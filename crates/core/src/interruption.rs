//! Requests to break into, or quietly add to, the conversation.

use serde::{Deserialize, Serialize};

#[derive(Debug, Clone, Copy, PartialEq, Eq, Serialize, Deserialize)]
#[serde(rename_all = "SCREAMING_SNAKE_CASE")]
pub enum InterruptionSource {
    Touch,
    StatusTap,
    AsyncUpdate,
    System,
}

/// How a request treats speech that is already in progress.
#[derive(Debug, Clone, Copy, PartialEq, Eq)]
pub enum InterruptionPolicy {
    /// Stop current speech, inject, respond.
    InterruptAndRespond,
    /// Inject now, respond once current speech has finished.
    AppendAndRespond,
    /// Inject without asking for a response.
    SilentUpdate,
}

/// One request from a touch sensor, the status indicator, a finished tool,
/// or the host itself. Consumed immediately by the coordinator.
#[derive(Debug, Clone, PartialEq)]
pub struct InterruptionRequest {
    pub source: InterruptionSource,
    /// Text injected as a user message. `None` injects nothing.
    pub payload: Option<String>,
    pub request_response: bool,
    pub allow_during_speech: bool,
    /// Microphone mute state to apply after the request, if any.
    pub mute: Option<bool>,
}

impl InterruptionRequest {
    pub fn new(source: InterruptionSource, policy: InterruptionPolicy, payload: impl Into<String>) -> Self {
        let (request_response, allow_during_speech) = match policy {
            InterruptionPolicy::InterruptAndRespond => (true, true),
            InterruptionPolicy::AppendAndRespond => (true, false),
            InterruptionPolicy::SilentUpdate => (false, false),
        };
        Self {
            source,
            payload: Some(payload.into()),
            request_response,
            allow_during_speech,
            mute: None,
        }
    }

    pub fn interrupt_and_respond(source: InterruptionSource, payload: impl Into<String>) -> Self {
        Self::new(source, InterruptionPolicy::InterruptAndRespond, payload)
    }

    pub fn append_and_respond(source: InterruptionSource, payload: impl Into<String>) -> Self {
        Self::new(source, InterruptionPolicy::AppendAndRespond, payload)
    }

    pub fn silent_update(source: InterruptionSource, payload: impl Into<String>) -> Self {
        Self::new(source, InterruptionPolicy::SilentUpdate, payload)
    }

    /// Stops current speech and mutes, without injecting anything.
    pub fn interrupt_and_mute(source: InterruptionSource) -> Self {
        Self {
            source,
            payload: None,
            request_response: false,
            allow_during_speech: true,
            mute: Some(true),
        }
    }

    pub fn policy(&self) -> InterruptionPolicy {
        match (self.request_response, self.allow_during_speech) {
            (true, true) => InterruptionPolicy::InterruptAndRespond,
            (true, false) => InterruptionPolicy::AppendAndRespond,
            (false, _) => InterruptionPolicy::SilentUpdate,
        }
    }

    /// Whether in-flight speech is cut off.
    pub fn cancels_speech(&self) -> bool {
        self.allow_during_speech
    }
}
◆ ◆ ◆ ◆ ◆
◆ Your goal ◆
Return, exactly, the lines from the first line of the records above to the line containing "Text injected as", both included.

◆ Written solution ◆
filename crates/core/src/interruption.rs
//! Requests to break into, or quietly add to, the conversation.

use serde::{Deserialize, Serialize};

#[derive(Debug, Clone, Copy, PartialEq, Eq, Serialize, Deserialize)]
#[serde(rename_all = "SCREAMING_SNAKE_CASE")]
pub enum InterruptionSource {
    Touch,
    StatusTap,
    AsyncUpdate,
    System,
}

/// How a request treats speech that is already in progress.
#[derive(Debug, Clone, Copy, PartialEq, Eq)]
pub enum InterruptionPolicy {
    /// Stop current speech, inject, respond.
    InterruptAndRespond,
    /// Inject now, respond once current speech has finished.
    AppendAndRespond,
    /// Inject without asking for a response.
    SilentUpdate,
}

/// One request from a touch sensor, the status indicator, a finished tool,
/// or the host itself. Consumed immediately by the coordinator.
#[derive(Debug, Clone, PartialEq)]
pub struct InterruptionRequest {
    pub source: InterruptionSource,
    /// Text injected as a user message. `None` injects nothing.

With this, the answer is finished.